§ What you should do
Select the lines of the records containing the word "supervisor" and list them.

§ Data for this task
>>

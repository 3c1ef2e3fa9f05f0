//! Sync orchestration for the inbox mirror.
//!
//! Launches external sync workers, serializes them behind one lock shared by
//! both job kinds, finalizes their job records on exit, and aggregates
//! status for polling clients.

pub mod error;
pub mod job_state;
pub mod launcher;
pub mod listener;
pub mod lock;
pub mod signal;
pub mod status;
pub mod store;
pub mod supervisor;
pub mod types;

pub use error::{LockHolder, StoreError, SyncError, SyncResult};
pub use job_state::{GlobalJobState, JobStateStore, SingleJobState, TerminalPatch};
pub use launcher::{Launcher, ProcessLauncher, WorkerCommand, WorkerSpec};
pub use listener::{ListenerHealth, ListenerLock, ListenerReport, ListenerState};
pub use lock::{LockManager, LockRecord, DEFAULT_LOCK_TTL};
pub use status::{StatusAggregator, SyncStatus};
pub use store::{FileStore, MemoryStore, StateLocation, StateStore};
pub use supervisor::{StartedSync, SyncSupervisor};
pub use types::{JobStatus, SyncKind, SyncTarget};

<<

§ Task solution
pub mod supervisor;
pub use supervisor::{StartedSync, SyncSupervisor};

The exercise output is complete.